-------- Given information

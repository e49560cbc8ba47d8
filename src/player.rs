//! Playback controller, reader thread, and the host-synchronous frame pull.

use std::sync::atomic::{AtomicU8, Ordering};
use std::sync::Arc;
use std::thread::{self, JoinHandle};
use std::time::Duration;

use parking_lot::Mutex;

use crate::audio::{AudioOutput, CpalOutput, PcmBuffer, PCM_CAPACITY_FRAMES};
use crate::queue::PacketQueue;
use crate::source::{AudioDecoder, AudioTrack, Demuxer, MediaSource, StreamKind, VideoDecoder};
use crate::Error;

/// Assumed frame rate when the stream declares none.
const DEFAULT_FRAME_RATE: f64 = 30.0;

/// Playback state of the pipeline.
///
/// `Eof` means the container is exhausted but queued packets are still
/// draining; `Quit` is terminal and tells the background threads to exit.
#[derive(Debug, Clone, Copy, PartialEq, Eq)]
#[repr(u8)]
pub enum PlayMode {
    Stopped = 0,
    Playing = 1,
    Eof = 2,
    Quit = 3,
}

/// Atomic cell holding the [`PlayMode`].
///
/// The background threads poll it at the top of every loop iteration, so
/// eventual visibility is all the state machine needs. The reader thread's
/// single permitted write (Playing -> Eof) goes through
/// [`transition`](Self::transition) and can never clobber Quit.
pub(crate) struct PlayState(AtomicU8);

impl PlayState {
    fn new(mode: PlayMode) -> Self {
        Self(AtomicU8::new(mode as u8))
    }

    pub(crate) fn load(&self) -> PlayMode {
        match self.0.load(Ordering::Acquire) {
            0 => PlayMode::Stopped,
            1 => PlayMode::Playing,
            2 => PlayMode::Eof,
            _ => PlayMode::Quit,
        }
    }

    fn store(&self, mode: PlayMode) {
        self.0.store(mode as u8, Ordering::Release);
    }

    /// Performs `from -> to` only if the current mode is `from`.
    fn transition(&self, from: PlayMode, to: PlayMode) -> bool {
        self.0
            .compare_exchange(from as u8, to as u8, Ordering::AcqRel, Ordering::Acquire)
            .is_ok()
    }
}

/// Tuning knobs for the pipeline threads.
#[derive(Debug, Clone)]
pub struct PlayerOptions {
    /// Packets the reader thread keeps buffered per stream.
    pub queue_target: usize,
    /// Sleep between background-thread iterations.
    pub poll_interval: Duration,
}

impl Default for PlayerOptions {
    fn default() -> Self {
        Self {
            queue_target: 10,
            poll_interval: Duration::from_millis(10),
        }
    }
}

/// State shared between the host thread and the background threads.
struct Shared {
    mode: PlayState,
    video_queue: PacketQueue,
    audio_queue: PacketQueue,
    pcm: Mutex<PcmBuffer>,
}

impl Shared {
    fn idle() -> Arc<Self> {
        Arc::new(Self {
            mode: PlayState::new(PlayMode::Stopped),
            video_queue: PacketQueue::new(),
            audio_queue: PacketQueue::new(),
            pcm: Mutex::new(PcmBuffer::new(0)),
        })
    }
}
//! FIFO of compressed packets for one elementary stream.

use std::collections::VecDeque;

use parking_lot::Mutex;

use crate::source::CompressedPacket;

/// A thread-safe FIFO of demuxed packets awaiting decode.
///
/// The queue itself enforces no bound; backpressure comes from the reader
/// thread checking [`len`](Self::len) against its target occupancy before
/// reading more packets from the demuxer.
pub struct PacketQueue {
    packets: Mutex<VecDeque<CompressedPacket>>,
}

impl PacketQueue {
    pub fn new() -> Self {
        Self {
            packets: Mutex::new(VecDeque::new()),
        }
    }

    /// Appends a packet at the tail.
    pub fn push(&self, packet: CompressedPacket) {
        self.packets.lock().push_back(packet);
    }

    /// Removes and returns the head packet, or `None` if the queue is
    /// empty. Non-blocking; callers poll.
    pub fn pop(&self) -> Option<CompressedPacket> {
        self.packets.lock().pop_front()
    }

    /// Drops every queued packet, releasing the backing memory. Safe to
    /// call while a producer is still running; a straggler only ever sees
    /// an empty queue afterwards.
    pub fn flush(&self) {
        let mut packets = self.packets.lock();
        let dropped = packets.len();
        packets.clear();
        if dropped > 0 {
            log::debug!("flushed {} queued packets", dropped);
        }
    }

    pub fn len(&self) -> usize {
        self.packets.lock().len()
    }

    pub fn is_empty(&self) -> bool {
        self.len() == 0
    }
}

impl Default for PacketQueue {
    fn default() -> Self {
        Self::new()
    }
}

#[cfg(test)]
mod tests {
    use super::*;
    use crate::source::StreamKind;

    fn packet(tag: u8) -> CompressedPacket {
        CompressedPacket {
            kind: StreamKind::Video,
            data: vec![tag],
            pts: None,
            dts: None,
            keyframe: false,
        }
    }

    #[test]
    fn test_fifo_order() {
        let queue = PacketQueue::new();
        for tag in 0..10 {
            queue.push(packet(tag));
        }
        for tag in 0..10 {
            let popped = queue.pop().expect("queue should not be empty");
            assert_eq!(popped.data[0], tag);
        }
        assert!(queue.pop().is_none());
    }

    #[test]
    fn test_len_tracks_push_and_pop() {
        let queue = PacketQueue::new();
        assert_eq!(queue.len(), 0);
        assert!(queue.is_empty());

        queue.push(packet(1));
        queue.push(packet(2));
        assert_eq!(queue.len(), 2);

        queue.pop();
        assert_eq!(queue.len(), 1);
        queue.pop();
        assert_eq!(queue.len(), 0);
        assert!(queue.is_empty());
    }

    #[test]
    fn test_flush_empties_queue() {
        let queue = PacketQueue::new();
        for tag in 0..5 {
            queue.push(packet(tag));
        }
        queue.flush();
        assert_eq!(queue.len(), 0);
        assert!(queue.pop().is_none());
    }

    #[test]
    fn test_flush_is_idempotent() {
        let queue = PacketQueue::new();
        queue.flush();
        assert_eq!(queue.len(), 0);

        queue.push(packet(7));
        queue.flush();
        queue.flush();
        assert_eq!(queue.len(), 0);
    }

    #[test]
    fn test_concurrent_push_pop() {
        use std::sync::Arc;
        use std::thread;

        let queue = Arc::new(PacketQueue::new());
        let count = 1000usize;

        let producer = {
            let queue = Arc::clone(&queue);
            thread::spawn(move || {
                for i in 0..count {
                    queue.push(packet((i % 256) as u8));
                    if i % 64 == 0 {
                        thread::yield_now();
                    }
                }
            })
        };

        let consumer = {
            let queue = Arc::clone(&queue);
            thread::spawn(move || {
                let mut popped = 0usize;
                let mut last = None::<u8>;
                while popped < count {
                    match queue.pop() {
                        Some(pkt) => {
                            // Tags cycle 0..=255; order within the cycle must hold
                            if let Some(prev) = last {
                                assert_eq!(pkt.data[0], prev.wrapping_add(1));
                            }
                            last = Some(pkt.data[0]);
                            popped += 1;
                        }
                        None => thread::yield_now(),
                    }
                }
            })
        };

        producer.join().unwrap();
        consumer.join().unwrap();
        assert!(queue.is_empty());
    }
}
//! Boundary between the pipeline and the demux/decode backend.
//!
//! The pipeline is written against these traits. [`crate::ffmpeg`] provides
//! the FFmpeg-backed implementation; hosts may substitute their own backend
//! (the test suite drives the player with in-memory fakes).

use crate::Error;

/// Which elementary stream a packet belongs to.
#[derive(Debug, Clone, Copy, PartialEq, Eq)]
pub enum StreamKind {
    Video,
    Audio,
}

/// One compressed, demuxed chunk of a single elementary stream.
///
/// The packet owns its payload. Whichever queue currently holds it has
/// exclusive ownership; decoding consumes the packet and releases the
/// backing memory.
#[derive(Debug, Clone)]
pub struct CompressedPacket {
    pub kind: StreamKind,
    pub data: Vec<u8>,
    pub pts: Option<i64>,
    pub dts: Option<i64>,
    pub keyframe: bool,
}

impl CompressedPacket {
    /// Payload size in bytes.
    pub fn size(&self) -> usize {
        self.data.len()
    }
}

/// Pulls packets out of an open container in decode order.
pub trait Demuxer: Send {
    /// Reads the next packet belonging to a selected stream.
    ///
    /// Returns `Ok(None)` at end of container. Packets for streams other
    /// than the selected video/audio pair are skipped internally.
    fn read_packet(&mut self) -> Result<Option<CompressedPacket>, Error>;

    /// Rewinds the container to its first packet.
    fn seek_to_start(&mut self) -> Result<(), Error>;
}

/// Decodes video packets into an internal picture, read out as RGB24.
///
/// The decoder reuses one internal frame object across calls; callers must
/// copy the picture out with [`write_rgb`](Self::write_rgb) before the next
/// [`decode`](Self::decode), and must never retain a reference across calls.
pub trait VideoDecoder: Send {
    /// Feeds one packet. Returns `true` when a complete picture is held.
    fn decode(&mut self, packet: CompressedPacket) -> Result<bool, Error>;

    /// Converts the held picture to RGB24 into `dest` (width x height x 3
    /// bytes). Only valid after a [`decode`](Self::decode) returned `true`.
    fn write_rgb(&mut self, dest: &mut [u8]) -> Result<(), Error>;
}

/// Decodes audio packets into interleaved signed 16-bit little-endian PCM.
pub trait AudioDecoder: Send {
    /// Feeds one packet, appending decoded bytes to `out`. Returns the
    /// number of bytes appended (codec-dependent, possibly zero).
    fn decode(&mut self, packet: CompressedPacket, out: &mut Vec<u8>) -> Result<usize, Error>;
}

/// A selected video stream and its decoder.
pub struct VideoTrack {
    pub decoder: Box<dyn VideoDecoder>,
    pub width: u32,
    pub height: u32,
    /// Declared frame rate, if the container provides a usable one.
    pub frame_rate: Option<f64>,
}

/// A selected audio stream and its decoder.
pub struct AudioTrack {
    pub decoder: Box<dyn AudioDecoder>,
    pub sample_rate: u32,
    pub channels: u16,
    pub bytes_per_sample: usize,
    /// Worst-case size in bytes of one decoded packet.
    pub max_frame_size: usize,
}

/// An opened container: one demuxer plus at most one track of each kind.
pub struct MediaSource {
    pub demuxer: Box<dyn Demuxer>,
    pub video: Option<VideoTrack>,
    pub audio: Option<AudioTrack>,
}
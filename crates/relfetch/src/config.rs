//! Command line and environment configuration.

use std::path::PathBuf;
use std::time::Duration;

use clap::Parser;
use relfetch_fetch::Timeouts;
use relfetch_platform::dir::{cache_dir_in, default_cache_dir};
use relfetch_release::ReleaseEndpoint;
use relfetch_release::data::DEFAULT_API_BASE;

#[derive(Clone, Debug, Parser)]
#[command(name = "relfetch", version = env!("CARGO_PKG_VERSION"), about, long_about = None)]
pub struct Cli {
    /// Owner of the repository whose latest release is fetched.
    #[arg(long, env = "RELFETCH_OWNER", default_value = "kovidgoyal")]
    pub owner: String,

    /// Repository whose latest release is fetched.
    #[arg(long, env = "RELFETCH_REPO", default_value = "kitty")]
    pub repo: String,

    /// Base URL of the release API.
    #[arg(long, env = "RELFETCH_API_BASE", default_value = DEFAULT_API_BASE)]
    pub api_base: String,

    /// Parent of the `<repo>-installer-cache` directory [default: <temp>]
    #[arg(long, env = "RELFETCH_CACHE_DIR", value_name = "DIR")]
    pub cache_dir: Option<PathBuf>,

    /// Connect timeout in seconds.
    #[arg(long, env = "RELFETCH_CONNECT_TIMEOUT", value_name = "SECS", default_value_t = 30)]
    pub connect_timeout: u64,

    /// Read timeout in seconds.
    #[arg(long, env = "RELFETCH_READ_TIMEOUT", value_name = "SECS", default_value_t = 60)]
    pub read_timeout: u64,

    /// Also copy the installer to this path.
    #[arg(short, long, value_name = "PATH")]
    pub output: Option<PathBuf>,
}

/// Resolved configuration, passed explicitly to the pipeline.
#[derive(Clone, Debug, PartialEq, Eq)]
pub struct Settings {
    pub endpoint:  ReleaseEndpoint,
    pub cache_dir: PathBuf,
    pub timeouts:  Timeouts,
    pub output:    Option<PathBuf>,
}

impl From<Cli> for Settings {
    fn from(cli: Cli) -> Self {
        let cache_dir = match &cli.cache_dir {
            Some(parent) => cache_dir_in(parent, &cli.repo),
            None => default_cache_dir(&cli.repo),
        };
        Self {
            endpoint: ReleaseEndpoint::new(cli.owner, cli.repo).api_base(cli.api_base),
            cache_dir,
            timeouts: Timeouts {
                connect: Duration::from_secs(cli.connect_timeout),
                read:    Duration::from_secs(cli.read_timeout),
            },
            output: cli.output,
        }
    }
}

#[cfg(test)]
mod tests {
    use super::*;

    #[test]
    fn test_explicit_arguments() {
        let cli = Cli::try_parse_from([
            "relfetch",
            "--owner",
            "someone",
            "--repo",
            "tool",
            "--api-base",
            "http://127.0.0.1:9000",
            "--cache-dir",
            "/var/cache/tool",
            "--connect-timeout",
            "5",
            "--read-timeout",
            "7",
            "-o",
            "/tmp/tool.txz",
        ])
        .unwrap();
        let settings = Settings::from(cli);

        assert_eq!(
            settings.endpoint.latest_url(),
            "http://127.0.0.1:9000/repos/someone/tool/releases/latest"
        );
        assert_eq!(settings.cache_dir, PathBuf::from("/var/cache/tool/tool-installer-cache"));
        assert_eq!(settings.timeouts.connect, Duration::from_secs(5));
        assert_eq!(settings.timeouts.read, Duration::from_secs(7));
        assert_eq!(settings.output, Some(PathBuf::from("/tmp/tool.txz")));
    }

    #[test]
    fn test_cache_dir_is_always_dedicated_subdir() {
        let cli = Cli::try_parse_from(["relfetch", "--repo", "tool", "--cache-dir", "/home/user"]).unwrap();
        assert_eq!(
            Settings::from(cli).cache_dir,
            PathBuf::from("/home/user/tool-installer-cache")
        );

        let cli = Cli {
            cache_dir: None,
            ..Cli::try_parse_from(["relfetch", "--repo", "tool"]).unwrap()
        };
        assert_eq!(Settings::from(cli).cache_dir, default_cache_dir("tool"));
    }

    #[test]
    fn test_rejects_non_numeric_timeout() {
        assert!(Cli::try_parse_from(["relfetch", "--read-timeout", "soon"]).is_err());
    }
}
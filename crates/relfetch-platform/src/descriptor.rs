use std::fmt;

use crate::arch;
use crate::error::{Error, Result};

/// Operating system family, as far as installer selection cares.
#[derive(Debug, Clone, Copy, PartialEq, Eq)]
pub enum OsFamily {
    Macos,
    LinuxLike,
}

impl OsFamily {
    /// Family of the compile target.
    pub const fn current() -> Self {
        if cfg!(target_os = "macos") { Self::Macos } else { Self::LinuxLike }
    }
}

impl fmt::Display for OsFamily {
    fn fmt(&self, f: &mut fmt::Formatter<'_>) -> fmt::Result {
        match self {
            OsFamily::Macos => write!(f, "macos"),
            OsFamily::LinuxLike => write!(f, "linux"),
        }
    }
}

/// The platform an installer is being fetched for.
#[derive(Debug, Clone, PartialEq, Eq)]
pub struct PlatformDescriptor {
    pub os_family: OsFamily,
    pub is_64bit:  bool,
    pub arch:      String,
}

impl PlatformDescriptor {
    pub fn new(os_family: OsFamily, is_64bit: bool, arch: impl Into<String>) -> Self {
        Self {
            os_family,
            is_64bit,
            arch: arch.into(),
        }
    }

    /// Describe the host this binary runs on.
    pub fn detect() -> Self {
        Self::new(OsFamily::current(), arch::is_64bit(), arch::machine())
    }

    pub fn is_macos(&self) -> bool {
        self.os_family == OsFamily::Macos
    }

    /// File name suffix an installer for this platform must carry.
    pub fn installer_suffix(&self) -> &'static str {
        match (self.os_family, self.is_64bit) {
            (OsFamily::Macos, _) => ".dmg",
            (OsFamily::LinuxLike, true) => "-x86_64.txz",
            (OsFamily::LinuxLike, false) => "-i686.txz",
        }
    }
}

impl fmt::Display for PlatformDescriptor {
    fn fmt(&self, f: &mut fmt::Formatter<'_>) -> fmt::Result {
        let bits = if self.is_64bit { 64 } else { 32 };
        write!(f, "{} {}-bit ({})", self.os_family, bits, self.arch)
    }
}

/// Refuse platforms no installer is published for.
pub fn ensure_supported(platform: &PlatformDescriptor) -> Result<()> {
    if arch::is_arm(&platform.arch) {
        return Err(Error::UnsupportedPlatform {
            machine: platform.arch.clone(),
        });
    }
    Ok(())
}
use std::env;
use std::path::{Path, PathBuf};

pub fn user_temp() -> PathBuf {
    env::temp_dir()
}

/// Directory dedicated to one project's installers inside `parent`.
pub fn cache_dir_in(parent: &Path, project: &str) -> PathBuf {
    parent.join(format!("{project}-installer-cache"))
}

pub fn default_cache_dir(project: &str) -> PathBuf {
    cache_dir_in(&user_temp(), project)
}

#[cfg(test)]
mod tests {
    use super::*;

    #[test]
    fn test_user_temp_is_absolute() {
        let temp = user_temp();
        assert!(temp.is_absolute());
    }

    #[test]
    fn test_cache_dir_in_appends_dedicated_dir() {
        let dir = cache_dir_in(Path::new("/home/user"), "kitty");
        assert_eq!(dir, PathBuf::from("/home/user/kitty-installer-cache"));
    }

    #[test]
    fn test_default_cache_dir_lives_in_temp() {
        let dir = default_cache_dir("kitty");
        assert!(dir.starts_with(user_temp()));
        assert!(dir.ends_with("kitty-installer-cache"));
    }
}
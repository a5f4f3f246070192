use thiserror::Error;

pub type Result<T> = std::result::Result<T, Error>;

#[derive(Debug, Error)]
pub enum Error {
    #[error(
        "you are running on an ARM system ({machine}); installer binaries are only available for x86 systems, you will have to build from source"
    )]
    UnsupportedPlatform { machine: String },
}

----------------

Going through the data, tally the lines containing "provides" and report only the result.

Completed exercise. 2